Graph Inception

Performs the local ceremony that stands up a new Deep Context graph with its own cryptographic identity. The ceremony is local-only because the Open Integrity inception commit must be signed by the first steward's own SSH key; no hosting platform's Actions runner has access to that key, so a single-click "Use this template" path cannot produce an inception with identity sovereignty flowing from the graph owner rather than from the runner's ephemeral token.

The skill runs in two phases. The first phase verifies prerequisites and walks a missing-prereq first steward through the install chain — Homebrew if absent, gh via Homebrew, and an SSH signing key generated and registered by gh auth login -p ssh (the modern gh flow generates a key if none exists and registers it with GitHub for both authentication and signing in one interactive walk), with git configured to use the key for signing. The second phase runs .scripts/graph-inception.sh, which reads the donor's DID from .deep-context-identity.yml, removes the cloned .git directory, produces a fresh Open-Integrity-signed root commit via .scripts/oi-inception.sh, commits the new graph's content signed by the first steward, and writes the new graph's DID back into .deep-context-identity.yml.

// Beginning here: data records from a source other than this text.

//! Host capability probing.

use enum_as_inner::EnumAsInner;
use tracing::debug;

use crate::RigResult;
use crate::link::VethPair;

/// Outcome of probing the host for namespace and veth support.
#[derive(Debug, Clone, PartialEq, Eq, EnumAsInner)]
pub enum Readiness {
    /// The host can run namespace-backed fixtures.
    Ready,
    /// A required capability is missing. Dependent tests should be
    /// skipped, not failed; CI hosts legitimately differ here.
    Unsupported { reason: String },
}

/// Probes whether the host can run the fixtures at all, by performing one
/// full namespace + veth provisioning cycle and tearing it down again.
///
/// Missing privilege or kernel features come back as
/// [`Readiness::Unsupported`]; any other failure is a genuine error.
pub async fn check_environment() -> RigResult<Readiness> {
    match VethPair::create().await {
        Ok(pair) => {
            drop(pair);
            debug!("environment probe: ready");
            Ok(Readiness::Ready)
        }
        Err(err) => match err.capability_gap() {
            Some(reason) => {
                debug!(reason, "environment probe: unsupported");
                Ok(Readiness::Unsupported {
                    reason: reason.to_string(),
                })
            }
            None => Err(err),
        },
    }
}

Inception runs once per graph. After it completes, the steward creates a new GitHub repository under their account, pushes, and enables Actions and Pages. The new graph may optionally claim scion-of lineage from the donor by recording scion_of: in .deep-context-identity.yml — but most graphs do not, because scion-of signals upstream-tracking intent (the rare parallel-fork case) rather than mere content adoption. The Decision backing the ceremony's shape is [[Adopt Self-Sovereign Graph Publication]].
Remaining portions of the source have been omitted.